Research on Heat Transfer Characteristics of Steam Condensation with Non-Condensable Gas at Low Steam Mass Flux

Steam direct contact condensation plays an essential role in ensuring structural integrity and the safe operation of nuclear reactors. Due to the unsteady and complicated gas-liquid interface of steam condensation with noncondensable gas at low steam mass flux during the containment suppression, the estimation of condensation heat transfer coefficient is an intricate topic. In this work, the heat transfer characteristics of pure steam and mixed gas condensation are experimenally investigated through the single-hole and multi-hole spargers. The evaluation methods of transient gas-liquid interface parameter and the condensation heat transfer coefficient are proposed during steam chugging regime and oscillatory bubble regime. The simplified lumped condensation models are developed based on the gas-liquid interface characteristics and image reconstruction methods. The influence of critical factors on the heat transfer coefficient is discussed and analyzed. The heat transfer coefficient increases with steam mass flux increasing and water temperature decreasing in pure steam condensation.

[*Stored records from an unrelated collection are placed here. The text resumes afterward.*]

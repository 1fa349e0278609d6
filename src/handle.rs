use super::{
    errors::TaskError,
    model::TaskOutcome,
    result::TaskResult,
};
use std::{
    any::Any,
    fmt,
    future::Future,
    panic::{self, AssertUnwindSafe},
    pin::Pin,
    task::{Context, Poll},
};
use futures::FutureExt;
use tokio::sync::oneshot::{self, error::TryRecvError};


/// Единица работы в очереди: замыкание без аргументов, которое само
/// отправляет результат в свой `ResultHandle` и сообщает исход воркеру
pub type Task = Box<dyn FnOnce() -> TaskOutcome + Send + 'static>;


/// Упаковывает вызываемый объект в `Task` и возвращает парный handle.
///
/// Паника внутри `f` перехватывается здесь же и уходит в handle как
/// `TaskError::Panic`, поэтому воркер, выполнивший задачу, остаётся жив.
pub(crate) fn task_with_handle<T, F>(f: F) -> (Task, ResultHandle<T>)
where
    T: Send + 'static,
    F: FnOnce() -> T + Send + 'static,
{
    let (tx, rx) = oneshot::channel::<TaskResult<T>>();

    let task: Task = Box::new(move || {
        let result = panic::catch_unwind(AssertUnwindSafe(f))
            .map_err(|payload| TaskError::Panic(panic_message(payload.as_ref())));

        let outcome = if result.is_ok() {
            TaskOutcome::Completed
        } else {
            TaskOutcome::Failed
        };

        // handle могли уже выбросить, тогда результат просто никто не прочитает
        let _ = tx.send(result);
        outcome
    });

    (task, ResultHandle::new(rx))
}

fn panic_message(payload: &(dyn Any + Send)) -> String {
    if let Some(s) = payload.downcast_ref::<&str>() {
        (*s).to_string()
    } else if let Some(s) = payload.downcast_ref::<String>() {
        s.clone()
    } else {
        "non-string panic payload".to_string()
    }
}


/// Одноразовый handle на результат задачи.
///
/// Читается либо блокирующим `get()` из обычного потока, либо через `.await`.
/// Результат отдаётся ровно один раз, дальше handle возвращает
/// `TaskError::Consumed`.
pub struct ResultHandle<T> {
    receiver: Option<oneshot::Receiver<TaskResult<T>>>,
}

impl<T> ResultHandle<T> {

    fn new(receiver: oneshot::Receiver<TaskResult<T>>) -> Self {
        Self {
            receiver: Some(receiver),
        }
    }

    /// Блокирует текущий поток до готовности результата.
    ///
    /// # Panics
    ///
    /// Паникует при вызове из контекста async runtime (ограничение
    /// `tokio::sync::oneshot::Receiver::blocking_recv`). Там handle нужно `.await`-ить.
    pub fn get(self) -> TaskResult<T> {
        match self.receiver {
            Some(receiver) => receiver
                .blocking_recv()
                .unwrap_or(Err(TaskError::Abandoned)),
            None => Err(TaskError::Consumed),
        }
    }

    /// Неблокирующая проверка. `None` пока задача не завершилась;
    /// после того как результат забран, handle больше ничего не вернёт.
    pub fn try_get(&mut self) -> Option<TaskResult<T>> {
        let receiver = self.receiver.as_mut()?;
        let result = match receiver.try_recv() {
            Ok(result) => result,
            Err(TryRecvError::Empty) => return None,
            Err(TryRecvError::Closed) => Err(TaskError::Abandoned),
        };
        self.receiver = None;
        Some(result)
    }
}

impl<T> fmt::Debug for ResultHandle<T> {
    fn fmt(&self, f: &mut fmt::Formatter<'_>) -> fmt::Result {
        f.debug_struct("ResultHandle")
            .field("consumed", &self.receiver.is_none())
            .finish_non_exhaustive()
    }
}

impl<T> Future for ResultHandle<T> {
    type Output = TaskResult<T>;

    fn poll(self: Pin<&mut Self>, cx: &mut Context<'_>) -> Poll<Self::Output> {
        let this = self.get_mut();
        let Some(receiver) = this.receiver.as_mut() else {
            return Poll::Ready(Err(TaskError::Consumed));
        };
        match receiver.poll_unpin(cx) {
            Poll::Ready(res) => {
                this.receiver = None;
                Poll::Ready(res.unwrap_or(Err(TaskError::Abandoned)))
            }
            Poll::Pending => Poll::Pending,
        }
    }
}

The heat transfer coefficient of mixed gas condensation increases with water temperature increasing, and decreases with the noncondensable gas content, resulting from the increasing the thickness and thermal resistance of boundary layer. Besides the existing heat transfer models of steam condensation are analyzed and evaluated. The predicted models that calculate the heat transfer coefficients of pure steam and mixed gas condensation are obtained, respectively.